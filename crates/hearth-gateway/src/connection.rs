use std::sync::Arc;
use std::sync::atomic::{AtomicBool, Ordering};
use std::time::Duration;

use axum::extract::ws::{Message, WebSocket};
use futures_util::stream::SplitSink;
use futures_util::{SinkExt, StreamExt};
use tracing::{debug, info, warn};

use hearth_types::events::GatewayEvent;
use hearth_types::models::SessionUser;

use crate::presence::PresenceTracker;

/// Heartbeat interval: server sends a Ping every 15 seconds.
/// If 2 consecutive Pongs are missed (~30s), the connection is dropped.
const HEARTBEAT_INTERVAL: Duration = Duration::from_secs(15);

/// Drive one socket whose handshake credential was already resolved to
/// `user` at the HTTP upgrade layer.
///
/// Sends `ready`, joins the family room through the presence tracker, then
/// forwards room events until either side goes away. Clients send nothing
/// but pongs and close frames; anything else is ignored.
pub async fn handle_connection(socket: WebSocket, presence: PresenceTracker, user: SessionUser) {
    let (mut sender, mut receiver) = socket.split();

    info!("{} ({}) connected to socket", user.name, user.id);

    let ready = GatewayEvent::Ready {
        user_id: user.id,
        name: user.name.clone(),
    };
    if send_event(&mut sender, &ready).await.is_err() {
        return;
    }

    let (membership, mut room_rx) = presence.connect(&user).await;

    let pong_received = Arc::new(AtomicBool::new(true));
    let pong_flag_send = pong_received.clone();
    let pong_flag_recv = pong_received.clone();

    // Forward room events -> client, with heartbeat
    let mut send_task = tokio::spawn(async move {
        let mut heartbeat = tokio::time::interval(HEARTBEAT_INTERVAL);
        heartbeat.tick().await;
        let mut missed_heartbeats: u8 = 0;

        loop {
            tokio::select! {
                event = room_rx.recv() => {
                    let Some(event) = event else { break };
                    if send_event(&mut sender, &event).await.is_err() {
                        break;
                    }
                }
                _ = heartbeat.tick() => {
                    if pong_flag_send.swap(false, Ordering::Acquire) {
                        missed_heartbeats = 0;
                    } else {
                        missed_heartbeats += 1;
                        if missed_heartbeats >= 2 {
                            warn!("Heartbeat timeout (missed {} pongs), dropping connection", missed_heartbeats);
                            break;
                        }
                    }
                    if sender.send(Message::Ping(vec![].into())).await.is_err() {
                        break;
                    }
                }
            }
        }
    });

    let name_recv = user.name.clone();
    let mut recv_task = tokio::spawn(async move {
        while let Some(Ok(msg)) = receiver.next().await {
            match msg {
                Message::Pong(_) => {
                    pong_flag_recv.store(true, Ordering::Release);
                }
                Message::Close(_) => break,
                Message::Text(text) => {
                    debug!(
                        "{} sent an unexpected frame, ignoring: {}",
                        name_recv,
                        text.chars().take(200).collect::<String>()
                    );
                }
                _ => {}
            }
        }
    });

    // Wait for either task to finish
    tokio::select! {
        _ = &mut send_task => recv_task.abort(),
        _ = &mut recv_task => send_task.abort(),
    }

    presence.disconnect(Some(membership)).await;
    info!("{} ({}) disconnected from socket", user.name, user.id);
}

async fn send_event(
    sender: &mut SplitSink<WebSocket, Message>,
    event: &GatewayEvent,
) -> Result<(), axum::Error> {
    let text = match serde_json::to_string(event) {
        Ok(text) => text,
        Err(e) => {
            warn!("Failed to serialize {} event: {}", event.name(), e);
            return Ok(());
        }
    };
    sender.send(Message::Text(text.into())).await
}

# DIRECTIONS FOR THIS TASK:
When the string "clone" occurs in a line of the material, that line belongs in the answer.

# OUTPUT OF THE EXERCISE:
        name: user.name.clone(),
    let pong_flag_send = pong_received.clone();
    let pong_flag_recv = pong_received.clone();
    let name_recv = user.name.clone();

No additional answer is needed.